About this task:
Retype word for word the lines of the data below, from the first to the one bearing "recorded while a", with that one included.

Stored items

......

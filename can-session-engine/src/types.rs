//! Core types for the CAN session engine
//!
//! This module defines the fixed-shape records that flow through the engine:
//! readings decoded from a telemetry frame, the change events recorded while a
//! session is active, and the error type shared by every stage.

use chrono::{DateTime, Utc};
use serde::{Deserialize, Serialize};
use std::fmt;
use std::path::PathBuf;

/// Wall-clock timestamp used for session start/end
pub type Timestamp = DateTime<Utc>;

/// Device-supplied milliseconds since the session-relative epoch
pub type SessionTimestamp = u32;

/// Result type for engine operations
pub type Result<T> = std::result::Result<T, EngineError>;

/// Fixed frame header: 1 reserved byte followed by the 4-byte timestamp
pub const HEADER_SIZE: usize = 5;

/// On-wire size of one reading: 2-byte id + 8 data bytes
pub const READING_SIZE: usize = 10;

/// Number of data bytes carried by every reading
pub const DATA_LEN: usize = 8;

/// One bus identifier and its payload, as decoded from a frame
#[derive(Debug, Clone, Copy, PartialEq, Eq, Hash, Serialize, Deserialize)]
pub struct Reading {
    /// CAN identifier
    pub id: u16,
    /// Raw data bytes, in wire order
    pub data: [u8; DATA_LEN],
}

impl Reading {
    pub fn new(id: u16, data: [u8; DATA_LEN]) -> Self {
        Self { id, data }
    }

    /// Little-endian u16 starting at `offset` in the data bytes
    pub fn u16_le(&self, offset: usize) -> Option<u16> {
        let bytes = self.data.get(offset..offset + 2)?;
        Some(u16::from_le_bytes([bytes[0], bytes[1]]))
    }
}

/// A frame after successful decoding
#[derive(Debug, Clone, PartialEq, Eq)]
pub struct DecodedFrame {
    /// Session timestamp from the frame header
    pub timestamp: SessionTimestamp,
    /// Readings in offset order
    pub readings: Vec<Reading>,
    /// Raw byte length of the frame
    pub len: usize,
}

/// A reading whose data differed from the last known bus state
#[derive(Debug, Clone, Copy, PartialEq, Eq, Serialize, Deserialize)]
pub struct ChangeEvent {
    /// Session timestamp of the frame that carried the change
    pub time: SessionTimestamp,
    /// CAN identifier
    pub id: u16,
    /// New data bytes
    pub data: [u8; DATA_LEN],
}

impl ChangeEvent {
    pub fn new(time: SessionTimestamp, reading: &Reading) -> Self {
        Self {
            time,
            id: reading.id,
            data: reading.data,
        }
    }

    /// Elapsed session time in seconds
    pub fn elapsed_secs(&self) -> f64 {
        f64::from(self.time) / 1000.0
    }
}

/// Why a session was finalized
#[derive(Debug, Clone, Copy, PartialEq, Eq, Serialize, Deserialize)]
pub enum EndReason {
    /// No valid frame arrived within the watchdog window
    WatchdogExpired,
    /// A shorter frame arrived mid-session: the vehicle power-cycled
    AnomalousRestart,
    /// The inbound stream closed
    Shutdown,
}

impl fmt::Display for EndReason {
    fn fmt(&self, f: &mut fmt::Formatter<'_>) -> fmt::Result {
        match self {
            EndReason::WatchdogExpired => write!(f, "watchdog expired"),
            EndReason::AnomalousRestart => write!(f, "anomalous restart"),
            EndReason::Shutdown => write!(f, "shutdown"),
        }
    }
}

/// A session that has ended and whose change log awaits export
#[derive(Debug, Clone, PartialEq)]
pub struct FinishedSession {
    pub started_at: Timestamp,
    pub ended_at: Timestamp,
    pub reason: EndReason,
    pub change_log: Vec<ChangeEvent>,
}

/// Errors that can occur inside the engine
#[derive(Debug, thiserror::Error)]
pub enum EngineError {
    #[error("Malformed frame: length {len} is not a 5-byte header plus whole 10-byte readings")]
    MalformedFrame { len: usize },

    #[error("Decode out of range: offset {offset} in a {len}-byte frame")]
    DecodeRange { offset: usize, len: usize },

    #[error("Failed to write trace log {path:?}: {source}")]
    ExportWriteFailure {
        path: PathBuf,
        #[source]
        source: std::io::Error,
    },

    #[error("Invalid configuration: {0}")]
    InvalidConfig(String),
}

impl EngineError {
    /// True for errors that mean the inbound frame should just be dropped
    pub fn is_frame_error(&self) -> bool {
        matches!(
            self,
            EngineError::MalformedFrame { .. } | EngineError::DecodeRange { .. }
        )
    }
}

......

Solution to this exercise:
filename can-session-engine/src/types.rs
//! Core types for the CAN session engine
//!
//! This module defines the fixed-shape records that flow through the engine:
//! readings decoded from a telemetry frame, the change events recorded while a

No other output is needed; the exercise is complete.